[[ Study material open ]]
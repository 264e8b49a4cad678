// Copyright (c) 2025-2026 Adrian Robinson. Licensed under the AGPL-3.0.
// See LICENSE file in the project root for full license text.

//! Field-type schema, physical field-name derivation, and domain types.
//!
//! A [`FieldMapping`] resolves logical field names to the type-suffixed
//! identifiers the index engine stores ("title" of type text becomes
//! "title_t"). A [`DomainType`] bundles a discriminator name, a source
//! table binding, a field mapping, and a registry of named search scopes;
//! it is built once at startup and shared via [`TypeRegistry`].
//!
//! # Example
//!
//! ```
//! use search_criteria::schema::{DomainType, TypeRegistry};
//!
//! let offer = DomainType::builder("Offer")
//!     .table("offers")
//!     .text("title")
//!     .int("user_id")
//!     .date("created_at")
//!     .location("location")
//!     .build();
//!
//! assert_eq!(offer.mapping().physical_name("title"), "title_t");
//! assert_eq!(offer.mapping().logical_name("user_id_i"), "user_id");
//!
//! let registry = TypeRegistry::new();
//! registry.register(offer);
//! assert!(registry.resolve("Offer").is_some());
//! ```

use std::collections::HashMap;
use std::str::FromStr;
use std::sync::Arc;

use dashmap::DashMap;
use serde_json::Value;

use crate::criteria::Criteria;
use crate::error::EngineError;

/// Logical field types and their physical suffixes.
#[derive(Debug, Clone, Copy, PartialEq, Eq, Hash)]
pub enum FieldType {
    /// Stored verbatim, no suffix
    Raw,
    String,
    Text,
    Int,
    /// Sortable integer
    Sint,
    Float,
    Date,
    Boolean,
    Location,
    Double,
    StringArray,
}

impl FieldType {
    /// The physical suffix appended to field names, if any.
    pub fn suffix(&self) -> Option<&'static str> {
        match self {
            FieldType::Raw => None,
            FieldType::String => Some("s"),
            FieldType::Text => Some("t"),
            FieldType::Int => Some("i"),
            FieldType::Sint => Some("si"),
            FieldType::Float => Some("f"),
            FieldType::Date => Some("dt"),
            FieldType::Boolean => Some("b"),
            FieldType::Location => Some("p"),
            FieldType::Double => Some("d"),
            FieldType::StringArray => Some("ms"),
        }
    }
}

impl FromStr for FieldType {
    type Err = EngineError;

    /// Parse a logical type name as written in external schema
    /// declarations. Unknown names are a configuration error.
    fn from_str(s: &str) -> Result<Self, Self::Err> {
        match s {
            "raw" => Ok(FieldType::Raw),
            "string" => Ok(FieldType::String),
            "text" => Ok(FieldType::Text),
            "int" | "integer" => Ok(FieldType::Int),
            "sint" => Ok(FieldType::Sint),
            "float" => Ok(FieldType::Float),
            "date" => Ok(FieldType::Date),
            "boolean" => Ok(FieldType::Boolean),
            "location" => Ok(FieldType::Location),
            "double" => Ok(FieldType::Double),
            "string_array" => Ok(FieldType::StringArray),
            other => Err(EngineError::Configuration(format!(
                "unknown field type: {other}"
            ))),
        }
    }
}

/// Per-field schema entry.
///
/// Virtual fields are excluded from generated source queries (they are
/// computed at document-build time) but still participate in physical
/// field-name derivation.
#[derive(Debug, Clone, Copy, PartialEq, Eq)]
pub struct FieldSpec {
    pub field_type: FieldType,
    pub virtual_field: bool,
}

impl FieldSpec {
    pub fn new(field_type: FieldType) -> Self {
        Self {
            field_type,
            virtual_field: false,
        }
    }

    pub fn virtual_(field_type: FieldType) -> Self {
        Self {
            field_type,
            virtual_field: true,
        }
    }
}

/// Insertion-ordered table of field name to [`FieldSpec`].
#[derive(Debug, Clone, Default, PartialEq)]
pub struct FieldMapping {
    fields: Vec<(String, FieldSpec)>,
}

impl FieldMapping {
    pub fn new() -> Self {
        Self::default()
    }

    /// Insert or replace a field, preserving first-insertion order.
    pub fn insert(&mut self, name: impl Into<String>, spec: FieldSpec) {
        let name = name.into();
        if let Some(slot) = self.fields.iter_mut().find(|(n, _)| *n == name) {
            slot.1 = spec;
        } else {
            self.fields.push((name, spec));
        }
    }

    pub fn get(&self, name: &str) -> Option<&FieldSpec> {
        self.fields.iter().find(|(n, _)| n == name).map(|(_, s)| s)
    }

    pub fn contains(&self, name: &str) -> bool {
        self.get(name).is_some()
    }

    pub fn iter(&self) -> impl Iterator<Item = (&str, &FieldSpec)> {
        self.fields.iter().map(|(n, s)| (n.as_str(), s))
    }

    pub fn is_empty(&self) -> bool {
        self.fields.is_empty()
    }

    pub fn len(&self) -> usize {
        self.fields.len()
    }

    /// Logical field names in declaration order.
    pub fn field_names(&self) -> Vec<String> {
        self.fields.iter().map(|(n, _)| n.clone()).collect()
    }

    /// Derive the physical, type-suffixed identifier for a field.
    /// Unmapped fields pass through unchanged.
    pub fn physical_name(&self, field: &str) -> String {
        match self.get(field).and_then(|spec| spec.field_type.suffix()) {
            Some(suffix) => format!("{field}_{suffix}"),
            None => field.to_string(),
        }
    }

    /// Reverse-map a physical identifier to its logical name.
    /// Unknown identifiers pass through unchanged.
    pub fn logical_name(&self, physical: &str) -> String {
        for (name, _) in &self.fields {
            if self.physical_name(name) == physical {
                return name.clone();
            }
        }
        physical.to_string()
    }

    /// Deep-merge another mapping into this one, by field name.
    pub fn merge(&mut self, other: &FieldMapping) {
        for (name, spec) in other.iter() {
            self.insert(name, *spec);
        }
    }
}

impl FromIterator<(String, FieldSpec)> for FieldMapping {
    fn from_iter<T: IntoIterator<Item = (String, FieldSpec)>>(iter: T) -> Self {
        let mut mapping = FieldMapping::new();
        for (name, spec) in iter {
            mapping.insert(name, spec);
        }
        mapping
    }
}

/// A named-scope body: receives a fresh criteria bound to the domain type
/// plus the caller's arguments, returns the criteria to merge back.
pub type ScopeFn = Arc<dyn Fn(Criteria, &[Value]) -> Criteria + Send + Sync>;

/// A registered domain type: discriminator name, source table binding,
/// field mapping, and named search scopes.
///
/// Built once at startup via [`DomainType::builder`]; downstream
/// components consume it as plain data.
pub struct DomainType {
    name: String,
    table: Option<String>,
    mapping: FieldMapping,
    scope_names: Vec<String>,
    scopes: HashMap<String, ScopeFn>,
}

impl std::fmt::Debug for DomainType {
    fn fmt(&self, f: &mut std::fmt::Formatter<'_>) -> std::fmt::Result {
        f.debug_struct("DomainType")
            .field("name", &self.name)
            .field("table", &self.table)
            .field("mapping", &self.mapping)
            .field("scopes", &self.scope_names)
            .finish()
    }
}

impl DomainType {
    pub fn builder(name: impl Into<String>) -> DomainTypeBuilder {
        DomainTypeBuilder {
            name: name.into(),
            table: None,
            mapping: FieldMapping::new(),
            scope_names: Vec::new(),
            scopes: HashMap::new(),
        }
    }

    /// The type discriminator as stored in indexed documents.
    pub fn name(&self) -> &str {
        &self.name
    }

    pub fn table(&self) -> Option<&str> {
        self.table.as_deref()
    }

    pub fn mapping(&self) -> &FieldMapping {
        &self.mapping
    }

    /// Declared logical field names, used to back-fill sparse documents.
    pub fn select_fields(&self) -> Vec<String> {
        self.mapping.field_names()
    }

    /// Registered scope names, in registration order.
    pub fn scope_names(&self) -> &[String] {
        &self.scope_names
    }

    pub fn scope(&self, name: &str) -> Option<&ScopeFn> {
        self.scopes.get(name)
    }
}

/// Builder for [`DomainType`], evaluated once at startup.
pub struct DomainTypeBuilder {
    name: String,
    table: Option<String>,
    mapping: FieldMapping,
    scope_names: Vec<String>,
    scopes: HashMap<String, ScopeFn>,
}

impl DomainTypeBuilder {
    pub fn table(mut self, table: impl Into<String>) -> Self {
        self.table = Some(table.into());
        self
    }

    /// Add a field with an explicit spec.
    pub fn field(mut self, name: impl Into<String>, spec: FieldSpec) -> Self {
        self.mapping.insert(name, spec);
        self
    }

    /// Add a virtual field: derived at document-build time, never
    /// selected from the source table.
    pub fn virtual_field(mut self, name: impl Into<String>, field_type: FieldType) -> Self {
        self.mapping.insert(name, FieldSpec::virtual_(field_type));
        self
    }

    pub fn raw(self, name: impl Into<String>) -> Self {
        self.field(name, FieldSpec::new(FieldType::Raw))
    }

    pub fn string(self, name: impl Into<String>) -> Self {
        self.field(name, FieldSpec::new(FieldType::String))
    }

    pub fn text(self, name: impl Into<String>) -> Self {
        self.field(name, FieldSpec::new(FieldType::Text))
    }

    pub fn int(self, name: impl Into<String>) -> Self {
        self.field(name, FieldSpec::new(FieldType::Int))
    }

    pub fn sint(self, name: impl Into<String>) -> Self {
        self.field(name, FieldSpec::new(FieldType::Sint))
    }

    pub fn float(self, name: impl Into<String>) -> Self {
        self.field(name, FieldSpec::new(FieldType::Float))
    }

    pub fn date(self, name: impl Into<String>) -> Self {
        self.field(name, FieldSpec::new(FieldType::Date))
    }

    pub fn boolean(self, name: impl Into<String>) -> Self {
        self.field(name, FieldSpec::new(FieldType::Boolean))
    }

    pub fn location(self, name: impl Into<String>) -> Self {
        self.field(name, FieldSpec::new(FieldType::Location))
    }

    pub fn double(self, name: impl Into<String>) -> Self {
        self.field(name, FieldSpec::new(FieldType::Double))
    }

    pub fn string_array(self, name: impl Into<String>) -> Self {
        self.field(name, FieldSpec::new(FieldType::StringArray))
    }

    /// Register a named search scope. The body runs against a fresh
    /// criteria bound to this type and its result is merged into the
    /// invoking criteria.
    pub fn scope<F>(mut self, name: impl Into<String>, body: F) -> Self
    where
        F: Fn(Criteria, &[Value]) -> Criteria + Send + Sync + 'static,
    {
        let name = name.into();
        if !self.scope_names.contains(&name) {
            self.scope_names.push(name.clone());
        }
        self.scopes.insert(name, Arc::new(body));
        self
    }

    pub fn build(self) -> Arc<DomainType> {
        Arc::new(DomainType {
            name: self.name,
            table: self.table,
            mapping: self.mapping,
            scope_names: self.scope_names,
            scopes: self.scopes,
        })
    }
}

/// Concurrent registry resolving type discriminators to domain types.
///
/// An explicit handle, cloneable and cheap to share; there is no
/// implicit process-global registry.
#[derive(Clone, Default)]
pub struct TypeRegistry {
    types: Arc<DashMap<String, Arc<DomainType>>>,
}

impl TypeRegistry {
    pub fn new() -> Self {
        Self::default()
    }

    pub fn register(&self, domain_type: Arc<DomainType>) {
        self.types
            .insert(domain_type.name().to_string(), domain_type);
    }

    /// Resolve a discriminator value to its domain type.
    pub fn resolve(&self, name: &str) -> Option<Arc<DomainType>> {
        self.types.get(name).map(|entry| entry.value().clone())
    }

    pub fn len(&self) -> usize {
        self.types.len()
    }

    pub fn is_empty(&self) -> bool {
        self.types.is_empty()
    }
}

#[cfg(test)]
mod tests {
    use super::*;

    #[test]
    fn test_suffixes() {
        assert_eq!(FieldType::Raw.suffix(), None);
        assert_eq!(FieldType::String.suffix(), Some("s"));
        assert_eq!(FieldType::Text.suffix(), Some("t"));
        assert_eq!(FieldType::Int.suffix(), Some("i"));
        assert_eq!(FieldType::Sint.suffix(), Some("si"));
        assert_eq!(FieldType::Float.suffix(), Some("f"));
        assert_eq!(FieldType::Date.suffix(), Some("dt"));
        assert_eq!(FieldType::Boolean.suffix(), Some("b"));
        assert_eq!(FieldType::Location.suffix(), Some("p"));
        assert_eq!(FieldType::Double.suffix(), Some("d"));
        assert_eq!(FieldType::StringArray.suffix(), Some("ms"));
    }

    #[test]
    fn test_parse_unknown_type_is_configuration_error() {
        let err = "blob".parse::<FieldType>().unwrap_err();
        assert!(matches!(err, EngineError::Configuration(_)));
    }

    #[test]
    fn test_parse_integer_alias() {
        assert_eq!("integer".parse::<FieldType>().unwrap(), FieldType::Int);
    }

    #[test]
    fn test_physical_name_derivation() {
        let mut mapping = FieldMapping::new();
        mapping.insert("title", FieldSpec::new(FieldType::Text));
        mapping.insert("enabled", FieldSpec::new(FieldType::Boolean));
        mapping.insert("payload", FieldSpec::new(FieldType::Raw));

        assert_eq!(mapping.physical_name("title"), "title_t");
        assert_eq!(mapping.physical_name("enabled"), "enabled_b");
        assert_eq!(mapping.physical_name("payload"), "payload");
        // unmapped fields pass through
        assert_eq!(mapping.physical_name("other"), "other");
    }

    #[test]
    fn test_reverse_lookup() {
        let mut mapping = FieldMapping::new();
        mapping.insert("title", FieldSpec::new(FieldType::Text));
        assert_eq!(mapping.logical_name("title_t"), "title");
        assert_eq!(mapping.logical_name("unknown_x"), "unknown_x");
    }

    #[test]
    fn test_virtual_fields_participate_in_derivation() {
        let mut mapping = FieldMapping::new();
        mapping.insert("popularity", FieldSpec::virtual_(FieldType::Int));
        assert_eq!(mapping.physical_name("popularity"), "popularity_i");
        assert!(mapping.get("popularity").unwrap().virtual_field);
    }

    #[test]
    fn test_mapping_insert_preserves_order_and_replaces() {
        let mut mapping = FieldMapping::new();
        mapping.insert("a", FieldSpec::new(FieldType::Text));
        mapping.insert("b", FieldSpec::new(FieldType::Int));
        mapping.insert("a", FieldSpec::new(FieldType::String));
        assert_eq!(mapping.field_names(), vec!["a", "b"]);
        assert_eq!(mapping.get("a").unwrap().field_type, FieldType::String);
    }

    #[test]
    fn test_domain_type_builder() {
        let offer = DomainType::builder("Offer")
            .table("offers")
            .text("title")
            .int("user_id")
            .scope("recent", |c, _| c.order("created_at desc"))
            .build();

        assert_eq!(offer.name(), "Offer");
        assert_eq!(offer.table(), Some("offers"));
        assert_eq!(offer.select_fields(), vec!["title", "user_id"]);
        assert_eq!(offer.scope_names(), &["recent".to_string()]);
        assert!(offer.scope("recent").is_some());
        assert!(offer.scope("missing").is_none());
    }

    #[test]
    fn test_registry_roundtrip() {
        let registry = TypeRegistry::new();
        registry.register(DomainType::builder("Offer").build());
        assert!(registry.resolve("Offer").is_some());
        assert!(registry.resolve("User").is_none());
    }
}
[[ Study material closed ]]
**The task:**
If a line in the records above contains "suffixed", copy that line.

**Task answer:**
//! A [`FieldMapping`] resolves logical field names to the type-suffixed
    /// Derive the physical, type-suffixed identifier for a field.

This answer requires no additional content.